Copy out every line of the records in which "were" can be found.

Top of Given records

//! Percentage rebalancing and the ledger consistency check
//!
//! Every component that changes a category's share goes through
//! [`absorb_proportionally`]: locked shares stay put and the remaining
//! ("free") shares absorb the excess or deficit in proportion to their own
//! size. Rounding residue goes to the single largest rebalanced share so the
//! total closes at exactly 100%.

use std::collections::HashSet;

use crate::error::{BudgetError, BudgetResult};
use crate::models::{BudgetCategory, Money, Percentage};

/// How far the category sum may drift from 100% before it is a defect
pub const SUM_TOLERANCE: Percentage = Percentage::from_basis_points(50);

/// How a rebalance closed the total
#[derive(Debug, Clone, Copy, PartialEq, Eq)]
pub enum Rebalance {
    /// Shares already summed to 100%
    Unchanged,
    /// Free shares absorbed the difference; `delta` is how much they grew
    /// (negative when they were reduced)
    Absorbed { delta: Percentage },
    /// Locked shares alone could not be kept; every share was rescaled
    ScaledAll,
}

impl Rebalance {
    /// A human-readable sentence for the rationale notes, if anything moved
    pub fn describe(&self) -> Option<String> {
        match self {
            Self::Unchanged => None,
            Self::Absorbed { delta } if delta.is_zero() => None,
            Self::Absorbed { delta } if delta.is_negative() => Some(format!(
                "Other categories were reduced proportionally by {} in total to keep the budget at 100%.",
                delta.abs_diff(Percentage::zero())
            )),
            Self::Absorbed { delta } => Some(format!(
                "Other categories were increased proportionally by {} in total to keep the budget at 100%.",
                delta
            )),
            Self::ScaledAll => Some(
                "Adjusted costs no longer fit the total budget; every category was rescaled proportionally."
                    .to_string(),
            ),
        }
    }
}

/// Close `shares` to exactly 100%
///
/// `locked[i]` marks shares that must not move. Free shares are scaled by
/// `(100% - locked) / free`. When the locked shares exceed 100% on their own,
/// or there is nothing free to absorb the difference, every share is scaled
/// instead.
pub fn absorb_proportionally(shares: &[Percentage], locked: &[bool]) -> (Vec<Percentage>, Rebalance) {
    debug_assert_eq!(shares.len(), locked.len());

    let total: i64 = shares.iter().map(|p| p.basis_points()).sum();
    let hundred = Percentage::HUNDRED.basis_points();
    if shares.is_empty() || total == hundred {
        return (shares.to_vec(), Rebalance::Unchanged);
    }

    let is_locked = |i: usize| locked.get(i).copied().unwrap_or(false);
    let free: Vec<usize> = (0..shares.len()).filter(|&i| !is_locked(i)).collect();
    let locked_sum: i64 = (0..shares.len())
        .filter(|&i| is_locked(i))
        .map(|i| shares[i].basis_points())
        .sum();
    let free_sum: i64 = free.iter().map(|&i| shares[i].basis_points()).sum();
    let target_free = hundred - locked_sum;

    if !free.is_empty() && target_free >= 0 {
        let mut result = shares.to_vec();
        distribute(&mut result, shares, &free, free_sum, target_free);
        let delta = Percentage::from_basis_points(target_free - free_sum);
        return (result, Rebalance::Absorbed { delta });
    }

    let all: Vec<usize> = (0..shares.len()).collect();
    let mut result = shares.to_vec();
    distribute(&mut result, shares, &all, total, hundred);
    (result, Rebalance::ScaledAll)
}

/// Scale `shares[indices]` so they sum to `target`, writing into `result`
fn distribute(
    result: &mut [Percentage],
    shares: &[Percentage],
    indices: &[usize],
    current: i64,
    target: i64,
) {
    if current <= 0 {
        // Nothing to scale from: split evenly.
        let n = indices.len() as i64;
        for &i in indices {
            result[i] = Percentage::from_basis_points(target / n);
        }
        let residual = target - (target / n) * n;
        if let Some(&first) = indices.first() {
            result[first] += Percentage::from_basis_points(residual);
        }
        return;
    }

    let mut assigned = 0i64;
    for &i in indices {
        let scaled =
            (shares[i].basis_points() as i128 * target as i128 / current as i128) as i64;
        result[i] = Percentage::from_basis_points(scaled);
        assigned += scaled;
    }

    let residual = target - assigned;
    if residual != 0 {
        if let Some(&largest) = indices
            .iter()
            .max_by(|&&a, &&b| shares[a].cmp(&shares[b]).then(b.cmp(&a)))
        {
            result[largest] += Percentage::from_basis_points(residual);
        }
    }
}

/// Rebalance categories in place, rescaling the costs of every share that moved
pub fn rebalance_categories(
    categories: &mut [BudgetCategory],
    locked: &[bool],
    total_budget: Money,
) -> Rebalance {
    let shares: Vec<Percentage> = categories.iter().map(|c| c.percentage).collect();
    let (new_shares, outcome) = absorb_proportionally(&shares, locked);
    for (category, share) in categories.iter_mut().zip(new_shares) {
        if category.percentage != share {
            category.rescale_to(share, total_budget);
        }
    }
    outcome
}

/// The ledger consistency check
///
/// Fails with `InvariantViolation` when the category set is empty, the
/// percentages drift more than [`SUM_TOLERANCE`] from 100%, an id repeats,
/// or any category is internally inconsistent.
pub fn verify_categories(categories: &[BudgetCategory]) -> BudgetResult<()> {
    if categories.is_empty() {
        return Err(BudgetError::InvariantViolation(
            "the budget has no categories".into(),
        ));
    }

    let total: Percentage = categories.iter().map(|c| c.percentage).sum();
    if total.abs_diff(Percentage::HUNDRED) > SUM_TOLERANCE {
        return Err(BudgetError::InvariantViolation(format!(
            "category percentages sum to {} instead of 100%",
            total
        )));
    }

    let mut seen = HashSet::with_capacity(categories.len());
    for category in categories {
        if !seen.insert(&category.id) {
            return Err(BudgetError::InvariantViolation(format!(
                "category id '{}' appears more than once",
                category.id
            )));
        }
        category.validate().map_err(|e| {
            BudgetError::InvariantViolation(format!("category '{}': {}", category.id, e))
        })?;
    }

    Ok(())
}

Bottom of Given records

> _Answer box_
    /// (negative when they were reduced)
                "Other categories were reduced proportionally by {} in total to keep the budget at 100%.",
                "Other categories were increased proportionally by {} in total to keep the budget at 100%.",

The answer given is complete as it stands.